Very good recipe; My mom says "Don't change a thing!" But I have some suggestions on making it even better. This was my first attempt at fudge, and it was so easy--a real plus for that reason. But I didn't think it was as tasty as it could have been. When I made it a second time, I used half granular sugar and half brown sugar (3/4 cup of each). Also used 2 t. maple extract, instead of 1 1/2 t. This simple variation made for more of a maple taste and less of a white chocolate taste. Also a couple hints for those who are having trouble with it not forming up the way it should: (1) I found that it had to boil longer than 5 minutes. I boiled it 8 or 9 minutes, stirring constantly. You want it to reach to "soft ball" stage. You don't need a candy thermometer. Just drop a bit of the boiling mixture from a spoon into a glass of cold water. If it forms into small rould balls at the bottom of the glass, you're all set. If not, boil it a minute longer and try again. (2) Get the marshmallows, white chocolate, extract, and nuts all measured out and ready to go so you can dump it in quickly and begin stirring right away as soon as you remove the boiling mixture from the heat. Stir as vigorously as posssible, but if it starts to become too difficult to stir or starts to become granular, return it to the burner (which will still be warm) while stirring. It will soften right back up and become smooth and satiny. Don't leave it on the heat for more than 30 seconds at a time, though.


Flavor was nice, but I'd use more maple extract next time. Instead of garnishing the fudge with walnut halves, I doubled the chopped walnuts inside the fudge. And unless you like your fudge wafer thin, use an 8x8 pan. I trusted the recipe (unfortunately) and poured the fudge into a 13x9 pan.
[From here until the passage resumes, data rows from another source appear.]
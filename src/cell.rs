//! Container cells: one per child, holding how the child is placed.
//!
//! Cells are created from a [`CellSpec`] builder and addressed afterwards by
//! the [`CellId`] handle returned when they are added. Handles stay valid
//! across insertions, removals and re-sorting of other cells.

use core::fmt;

#[cfg(not(feature = "std"))]
use alloc::boxed::Box;

use crate::alignment::Alignment;
use crate::container::Placeable;
use crate::geometry::Size;

/// Stable handle to a cell within its container.
#[derive(Copy, Clone, Debug, PartialEq, Eq, Hash, PartialOrd, Ord)]
pub struct CellId(pub(crate) u32);

impl fmt::Display for CellId {
    fn fmt(&self, f: &mut fmt::Formatter<'_>) -> fmt::Result {
        write!(f, "cell #{}", self.0)
    }
}

/// One child of a container plus its placement settings.
pub struct Cell {
    id: CellId,
    view: Box<dyn Placeable>,
    /// How the child is positioned and sized. Must name both axes unless
    /// the cell is collapsed.
    pub alignment: Alignment,
    /// Inward padding per axis, or an offset with
    /// [`Alignment::MARGIN_IS_OFFSET`].
    pub margin: Size,
    /// Lower bound when a stack shrinks this cell along its main axis.
    pub min_size: Size,
    /// Per-axis ceiling; 0 means unbounded.
    pub max_size: Size,
    /// Relative share of stack slack. Non-positive weights count as 1.
    pub weight: f64,
    /// Skipped by layout entirely, but kept for later restoration.
    pub collapsed: bool,
    /// Placed against the whole container rect instead of in the flow.
    pub free: bool,
}

impl Cell {
    pub(crate) fn from_spec(id: CellId, spec: CellSpec) -> Self {
        Self {
            id,
            view: spec.view,
            alignment: spec.alignment,
            margin: spec.margin,
            min_size: spec.min_size,
            max_size: spec.max_size,
            weight: spec.weight,
            collapsed: spec.collapsed,
            free: spec.free,
        }
    }

    pub fn id(&self) -> CellId {
        self.id
    }

    pub fn view(&self) -> &dyn Placeable {
        self.view.as_ref()
    }

    pub fn view_mut(&mut self) -> &mut (dyn Placeable + 'static) {
        self.view.as_mut()
    }

    pub(crate) fn replace_view(&mut self, view: Box<dyn Placeable>) -> Box<dyn Placeable> {
        core::mem::replace(&mut self.view, view)
    }

    pub(crate) fn into_view(self) -> Box<dyn Placeable> {
        self.view
    }

    /// The child's name.
    pub fn name(&self) -> &str {
        self.view.name()
    }

    /// Whether the cell takes part in linear flow (not collapsed, not free).
    pub fn is_flowed(&self) -> bool {
        !self.collapsed && !self.free
    }

    /// Room the margin takes along one axis: nothing for an offset margin,
    /// both sides when centered on that axis, one side otherwise.
    pub fn margin_span(&self, vertical: bool) -> f64 {
        if self.alignment.contains(Alignment::MARGIN_IS_OFFSET) {
            return 0.0;
        }
        let m = self.margin.along(vertical);
        let centered = !self.alignment.contains(Alignment::leading(vertical))
            && !self.alignment.contains(Alignment::trailing(vertical));
        if centered { m * 2.0 } else { m }
    }

    /// Space offered to the child when asking for its natural size inside
    /// `total`.
    pub fn available_in(&self, total: Size) -> Size {
        Size::new(
            total.width - self.margin_span(false),
            total.height - self.margin_span(true),
        )
        .non_negative()
    }

    pub(crate) fn weight_or_default(&self) -> f64 {
        if self.weight.is_finite() && self.weight > 0.0 {
            self.weight
        } else {
            1.0
        }
    }
}

impl fmt::Debug for Cell {
    fn fmt(&self, f: &mut fmt::Formatter<'_>) -> fmt::Result {
        f.debug_struct("Cell")
            .field("id", &self.id)
            .field("name", &self.name())
            .field("alignment", &self.alignment)
            .field("margin", &self.margin)
            .field("min_size", &self.min_size)
            .field("max_size", &self.max_size)
            .field("weight", &self.weight)
            .field("collapsed", &self.collapsed)
            .field("free", &self.free)
            .finish_non_exhaustive()
    }
}

/// Builder for a new cell.
///
/// ```
/// use boxlayout::{Alignment, CellSpec, ContainerView, FixedView, Size};
///
/// let mut row = ContainerView::new("row");
/// let id = row.add_cell(
///     CellSpec::new(FixedView::new("icon", Size::new(16.0, 16.0)), Alignment::CENTER_LEFT)
///         .margin(Size::new(4.0, 0.0))
///         .max_size(Size::new(32.0, 0.0)),
/// );
/// assert_eq!(row.cell(id).unwrap().margin, Size::new(4.0, 0.0));
/// ```
pub struct CellSpec {
    view: Box<dyn Placeable>,
    alignment: Alignment,
    margin: Size,
    min_size: Size,
    max_size: Size,
    weight: f64,
    collapsed: bool,
    free: bool,
    pub(crate) index: Option<usize>,
}

impl CellSpec {
    pub fn new(view: impl Placeable + 'static, alignment: Alignment) -> Self {
        Self::boxed(Box::new(view), alignment)
    }

    /// Like [`new`](Self::new) for an already boxed child.
    pub fn boxed(view: Box<dyn Placeable>, alignment: Alignment) -> Self {
        Self {
            view,
            alignment,
            margin: Size::ZERO,
            min_size: Size::ZERO,
            max_size: Size::ZERO,
            weight: 1.0,
            collapsed: false,
            free: false,
            index: None,
        }
    }

    pub fn margin(mut self, margin: Size) -> Self {
        self.margin = margin;
        self
    }

    pub fn min_size(mut self, min_size: Size) -> Self {
        self.min_size = min_size;
        self
    }

    /// Per-axis ceiling; leave an axis at 0 for no limit.
    pub fn max_size(mut self, max_size: Size) -> Self {
        self.max_size = max_size;
        self
    }

    pub fn weight(mut self, weight: f64) -> Self {
        self.weight = weight;
        self
    }

    /// Take the cell out of linear flow.
    pub fn free(mut self) -> Self {
        self.free = true;
        self
    }

    /// Add the cell already collapsed.
    pub fn collapsed(mut self) -> Self {
        self.collapsed = true;
        self
    }

    /// Insert at `index` instead of appending. Indices past the end append.
    pub fn at_index(mut self, index: usize) -> Self {
        self.index = Some(index);
        self
    }
}

impl fmt::Debug for CellSpec {
    fn fmt(&self, f: &mut fmt::Formatter<'_>) -> fmt::Result {
        f.debug_struct("CellSpec")
            .field("name", &self.view.name())
            .field("alignment", &self.alignment)
            .field("index", &self.index)
            .finish_non_exhaustive()
    }
}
I realized the fudge was incredibly thin (I'm used to SQUARES of fudge, not WAFERS of fudge!!!) so I quickly removed the foil & fudge from the 13x9 pan and smushed it into an 8x8 (not an easy task since the fudge was cooling and thickening.) Wish the recipe had stated an 8x8 pan - it sure would have made for a more pleasant experience. I gave it 4 stars instead of 5 because who wants fudge wafers?? I've never seen flat fudge in fudge shops!!!!

Season Gardner Moore

This recipe was delicious and so easy to make. I'm not even the biggest maple flavor fan but I can't stop eating the stuff! I suggest a 8x8 or 9x9 pan unless you want very thin fudge. I also use a bit more maple flavoring than suggested or you will taste the white chocolate. Someone mentioned foil getting stuck to the fudge - if you cut it with the foil underneath this will happen. I pulled the entire fudge out and peeled the foil off in a sheet, before cutting the peices. I then stored the pieces with wax paper in between in the refridgerator.